Kiss Me If You Can (Bachelor Blogs 1) - Page 1

1/69
  • PROLOGUE

    The Daily Post

    The Bachelor Blogs

    News flash! The Daily Post is happy to announce a partnership with the Bachelor Blogs, bringing you news of New York’s hottest men, both online and in print!

    Keep track of the city’s most eligible bachelors: From single dads to firefighters to New York’s finest, they’re the ones who make a difference. Do you know an everyday hero? If so, write in! The next bachelor in the spotlight is up to you!

    CHAPTER ONE

    SAM COOPER’S STOMACH grumbled at the sight of the blue-and-yellow umbrellas shading his favorite hot dog stand from the blazing sun. Fresh from a boring press conference, where the mayor and police commissioner had announced the long-awaited wrap-up of a string of apartment burglaries on the Upper West Side, Coop had his digital recorder in one pocket and cash in another.

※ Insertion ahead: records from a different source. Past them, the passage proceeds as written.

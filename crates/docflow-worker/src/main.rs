use anyhow::Context;
use clap::Parser;
use docflow_client::{DocumentApiClient, GeminiClient, S3ObjectStore};
use docflow_core::WorkerKind;
use docflow_worker::{
    AckPolicy, BinaryContentSource, ContentSource, MetadataSource, OcrTransformer, Summarizer,
    TextContentSource, Transformer, Worker, WorkerConfig,
};
use std::sync::Arc;
use tracing_subscriber::{layer::SubscriberExt, util::SubscriberInitExt, EnvFilter};

#[derive(Parser, Debug)]
#[command(name = "df-worker")]
#[command(about = "Document processing worker", long_about = None)]
struct Args {
    /// Worker kind: ocr or summary (alias genai)
    #[arg(short, long, env = "DOCFLOW_WORKER_KIND")]
    kind: WorkerKind,

    /// Path to a YAML configuration file
    #[arg(short, long)]
    config: Option<String>,

    /// Broker host, overrides configuration
    #[arg(long)]
    broker_host: Option<String>,

    /// Document API base URL, overrides configuration
    #[arg(long)]
    api_url: Option<String>,

    /// When deliveries are acknowledged
    #[arg(long, value_parser = parse_ack_policy)]
    ack_policy: Option<AckPolicy>,

    /// Log level filter, overridden by RUST_LOG
    #[arg(long)]
    log_level: Option<String>,

    /// Emit logs as JSON
    #[arg(long)]
    json_logs: bool,
}

fn parse_ack_policy(value: &str) -> Result<AckPolicy, String> {
    match value {
        "on_receive" => Ok(AckPolicy::OnReceive),
        "after_processing" => Ok(AckPolicy::AfterProcessing),
        "after_confirmed_publish" => Ok(AckPolicy::AfterConfirmedPublish),
        other => Err(format!(
            "unknown ack policy {other:?} \
             (expected on_receive, after_processing or after_confirmed_publish)"
        )),
    }
}

fn init_tracing(level: &str, json: bool) {
    let filter = EnvFilter::try_from_default_env().unwrap_or_else(|_| EnvFilter::new(level));

    if json {
        tracing_subscriber::registry()
            .with(filter)
            .with(tracing_subscriber::fmt::layer().json())
            .init();
    } else {
        tracing_subscriber::registry()
            .with(filter)
            .with(tracing_subscriber::fmt::layer().with_target(false))
            .init();
    }
}

#[tokio::main]
async fn main() {
    let args = Args::parse();

    let config = match load_config(&args) {
        Ok(config) => config,
        Err(e) => {
            eprintln!("{} worker: {:#}", args.kind, e);
            std::process::exit(1);
        }
    };

    init_tracing(&config.monitoring.log_level, config.monitoring.json_logs);

    if let Err(e) = run(args.kind, config).await {
        tracing::error!(error = %format!("{:#}", e), "Worker failed");
        std::process::exit(1);
    }
}

fn load_config(args: &Args) -> anyhow::Result<WorkerConfig> {
    let mut config = WorkerConfig::load(args.config.as_deref())?;

    if let Some(host) = &args.broker_host {
        config.broker.host = host.clone();
    }
    if let Some(url) = &args.api_url {
        config.api.base_url = url.clone();
    }
    if let Some(policy) = args.ack_policy {
        config.pipeline.ack_policy = policy;
    }
    if let Some(level) = &args.log_level {
        config.monitoring.log_level = level.clone();
    }
    if args.json_logs {
        config.monitoring.json_logs = true;
    }

    config.validate(args.kind)?;
    Ok(config)
}

async fn run(kind: WorkerKind, config: WorkerConfig) -> anyhow::Result<()> {
    let api: Arc<dyn MetadataSource> = Arc::new(
        DocumentApiClient::new(
            config.api.base_url.clone(),
            config.api.timeout(),
            config.api.retry_policy(),
        )
        .context("building document API client")?,
    );

    let (source, transformer): (Arc<dyn ContentSource>, Arc<dyn Transformer>) = match kind {
        WorkerKind::Ocr => {
            let store = S3ObjectStore::new(&config.storage.s3_settings())
                .context("building object storage client")?;
            (
                Arc::new(BinaryContentSource::new(api, Arc::new(store))),
                Arc::new(OcrTransformer::from_settings(&config.ocr)),
            )
        }
        WorkerKind::Summary => {
            let generator =
                GeminiClient::new(&config.genai.gemini_settings(), config.genai.retry_policy())
                    .context("building Gemini client")?;
            (
                Arc::new(TextContentSource::new(api)),
                Arc::new(Summarizer::new(Arc::new(generator))),
            )
        }
    };

    let worker = Worker::new(kind, config, source, transformer);

    let shutdown = worker.shutdown_token();
    tokio::spawn(async move {
        tokio::signal::ctrl_c().await.ok();
        tracing::info!("Received shutdown signal");
        shutdown.cancel();
    });

    worker.run().await?;
    Ok(())
}
use docflow_core::WorkerKind;

/// Topic exchange shared by task producers and result consumers.
pub const EXCHANGE_NAME: &str = "document-exchange";

/// Queue and routing names a worker kind consumes from and publishes to.
#[derive(Debug, Clone, Copy, PartialEq, Eq)]
pub struct QueueTopology {
    pub exchange: &'static str,
    pub task_queue: &'static str,
    pub task_routing_key: &'static str,
    pub result_queue: &'static str,
    pub result_routing_key: &'static str,
}

impl QueueTopology {
    pub const OCR: QueueTopology = QueueTopology {
        exchange: EXCHANGE_NAME,
        task_queue: "ocr-queue",
        task_routing_key: "document.ocr",
        result_queue: "ocr-result-queue",
        result_routing_key: "document.ocr.result",
    };

    pub const SUMMARY: QueueTopology = QueueTopology {
        exchange: EXCHANGE_NAME,
        task_queue: "genai-queue",
        task_routing_key: "document.genai",
        result_queue: "genai-result-queue",
        result_routing_key: "document.genai.result",
    };

    pub fn for_kind(kind: WorkerKind) -> Self {
        match kind {
            WorkerKind::Ocr => Self::OCR,
            WorkerKind::Summary => Self::SUMMARY,
        }
    }
}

    The aroma of New York’s finest hot dog had his mouth watering. “Hey, Dom. How’s business today?” he asked the owner.

    “Can’t complain. Busy lunch crowd. Slow now but it’ll pick up again during the commute.” The older man, tanned from his days outside, lifted the metal lid, revealing Coop’s belated lunch. “The usual?”

    Coop nodded. “The works. Actually make it two. I haven’t eaten since breakfast.”

    He glanced at his watch. Nearly 3:00 p.m. Enough time for him to eat and get his story in before heading home for the day.

    While Dom placed his hot dogs in their buns and began loading them up, Coop glanced around his city. On a hot August day like this one, few people wandered around outside. The smart ones hightailed it out of town, heading for the ritzy Hamptons or the Jersey Shore. Others holed up inside, with their AC blasting.

    Coop’s favorite hot dog stand was located on the corner of 47th Street and Park Avenue. A people watcher by nature—part of what led him to become a reporter, he supposed—Coop always studied the stores and buildings in the vicinity, and the people entering and exiting each.

    As usual, the Vintage Jewelers caught his eye. Unlike most of the upscale stores in the area, it was rather ordinary. As if to compensate, the window changed often, rotating gaudy, elaborate pieces almost daily. Usually only women frequented the establishment—no big surprise—but today a man wearing a sweatshirt, hood over his head, stood inside.

    “Strange,” Coop muttered. The heat from the sun had him sweating in his shirt and the steam coming off the sidewalk blistered the soles of his shoes.

    “Dogs are ready,” Dom said, distracting Coop’s attention.

    But not before Coop caught sight of what looked like a gun in the man’s hand. Coop’s adrenaline kicked in and he focused on the store. There were two females behind the counter. If he barged in, he risked the guy shooting someone.

    Inside the store, the man turned to leave.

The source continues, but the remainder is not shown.